> Exercise brief
From the entries that follow, pick out all lines holding "RwLock".

START Available data

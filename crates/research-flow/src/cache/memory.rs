//! In-process cache with per-entry expiry

use async_trait::async_trait;
use std::collections::HashMap;
use std::time::Duration;
use tokio::sync::RwLock;
use tokio::time::Instant;

use super::KeyValueCache;
use crate::error::CacheError;

#[derive(Debug, Clone)]
struct Entry {
    value: Vec<u8>,
    expires_at: Instant,
}

/// HashMap-backed cache. Expired entries are dropped on read and swept on
/// every write, so keys that are never read again do not accumulate.
#[derive(Debug, Default)]
pub struct MemoryCache {
    entries: RwLock<HashMap<String, Entry>>,
}

impl MemoryCache {
    pub fn new() -> Self {
        Self::default()
    }

    /// Number of live entries
    pub async fn len(&self) -> usize {
        let now = Instant::now();
        self.entries
            .read()
            .await
            .values()
            .filter(|e| e.expires_at > now)
            .count()
    }

    pub async fn is_empty(&self) -> bool {
        self.len().await == 0
    }
}

#[async_trait]
impl KeyValueCache for MemoryCache {
    async fn get(&self, key: &str) -> Result<Option<Vec<u8>>, CacheError> {
        let now = Instant::now();
        {
            let entries = self.entries.read().await;
            match entries.get(key) {
                Some(entry) if entry.expires_at > now => return Ok(Some(entry.value.clone())),
                Some(_) => {}
                None => return Ok(None),
            }
        }

        // Expired: take the write lock and evict
        let mut entries = self.entries.write().await;
        if entries.get(key).is_some_and(|e| e.expires_at <= now) {
            entries.remove(key);
        }
        Ok(None)
    }

    async fn put(&self, key: &str, value: &[u8], ttl: Duration) -> Result<(), CacheError> {
        let now = Instant::now();
        let entry = Entry {
            value: value.to_vec(),
            expires_at: now + ttl,
        };
        let mut entries = self.entries.write().await;
        entries.retain(|_, e| e.expires_at > now);
        entries.insert(key.to_string(), entry);
        Ok(())
    }

    async fn delete(&self, key: &str) -> Result<(), CacheError> {
        self.entries.write().await.remove(key);
        Ok(())
    }
}

#[cfg(test)]
mod tests {
    use super::*;

    #[tokio::test]
    async fn test_put_get_delete() {
        let cache = MemoryCache::new();
        cache.put("a", b"1", Duration::from_secs(60)).await.unwrap();

        assert_eq!(cache.get("a").await.unwrap(), Some(b"1".to_vec()));
        assert_eq!(cache.len().await, 1);

        cache.delete("a").await.unwrap();
        assert_eq!(cache.get("a").await.unwrap(), None);
        assert!(cache.is_empty().await);
    }

    #[tokio::test]
    async fn test_entries_expire() {
        let cache = MemoryCache::new();
        cache.put("short", b"x", Duration::from_millis(20)).await.unwrap();
        cache.put("long", b"y", Duration::from_secs(60)).await.unwrap();

        tokio::time::sleep(Duration::from_millis(60)).await;

        assert_eq!(cache.get("short").await.unwrap(), None);
        assert_eq!(cache.get("long").await.unwrap(), Some(b"y".to_vec()));
        assert_eq!(cache.len().await, 1);
    }

    #[tokio::test]
    async fn test_write_sweeps_expired_entries() {
        let cache = MemoryCache::new();
        for i in 0..1000 {
            let key = format!("embedding:{}", i);
            cache.put(&key, b"v", Duration::from_millis(1)).await.unwrap();
        }

        tokio::time::sleep(Duration::from_millis(20)).await;
        cache.put("fresh", b"v", Duration::from_secs(60)).await.unwrap();

        assert_eq!(cache.entries.read().await.len(), 1);
        assert_eq!(cache.len().await, 1);
    }
}
//! research-flow: iterative research workflow engine
//!
//! A run moves a [`ResearchState`] through five stages (query generation,
//! search, analysis, validation, report) and loops until the findings are
//! sufficient and valid, or the iteration budget is spent.
//!
//! - [`WorkflowEngine`]: the state machine, exposed as a lazy event stream
//! - [`decide`]: the pure continuation policy
//! - Stage adapter traits ([`QueryGenerator`], [`Searcher`], [`Analyzer`],
//!   [`Validator`], [`ReportWriter`]) with [`WithFallback`] and caching
//! - [`ConcurrentSearch`]: bounded fan-out over a [`SearchProvider`]
//! - [`ResearchOrchestrator`]: request validation, persistence, snapshots
//!
//! ```rust,ignore
//! use research_flow::{ResearchOrchestrator, ResearchRequest, StageAdapters};
//! use futures::StreamExt;
//!
//! let adapters = StageAdapters::with_fallbacks(queries, search, analyzer, validator, writer);
//! let orchestrator = ResearchOrchestrator::new(adapters, store, cache, ResearchConfig::default())?;
//!
//! let record = orchestrator.initialize_research(ResearchRequest::new("grid-scale storage")).await?;
//! let mut run = orchestrator.execute_research(&record.id).await?;
//! while let Some(event) = run.next().await {
//!     println!("{}", event.to_json()?);
//! }
//! ```

pub mod adapters;
pub mod cache;
pub mod config;
pub mod engine;
pub mod error;
pub mod orchestrator;
pub mod policy;
pub mod progress;
pub mod search;
pub mod state;
pub mod store;

pub use adapters::{
    AnalysisContext, Analyzer, CachedQueryGenerator, QueryContext, QueryGenerator, ReportContext,
    ReportWriter, Searcher, StageAdapters, Validator, WithFallback,
};
pub use cache::{
    CacheKey, CacheOutcome, CacheStats, CacheStatsSnapshot, Cached, CachedExecution, KeyValueCache,
    MemoryCache,
};
#[cfg(feature = "cache-redis")]
pub use cache::RedisCache;
pub use config::{CacheTtls, ResearchConfig};
pub use engine::{EngineEvent, WorkflowEngine};
pub use error::{AdapterError, CacheError, StoreError, WorkflowError};
pub use orchestrator::{ResearchOrchestrator, ResearchRequest, ResearchRun};
pub use policy::{decide, Decision};
pub use progress::{ProgressEvent, StagePayload};
pub use search::{
    ConcurrentSearch, Embedder, EmbeddingIngestor, PassthroughIngestor, SearchHit, SearchProvider,
    SourceIngestor,
};
pub use state::{
    AnalysisResult, Clarifications, Finding, QueryPlan, ResearchState, ResearchStatus,
    SearchOutcome, Stage, StageUpdate, ValidationResult,
};
pub use store::{FileStore, MemoryStore, ResearchRecord, ResearchStore};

END Available data

> Task result
use tokio::sync::RwLock;
    entries: RwLock<HashMap<String, Entry>>,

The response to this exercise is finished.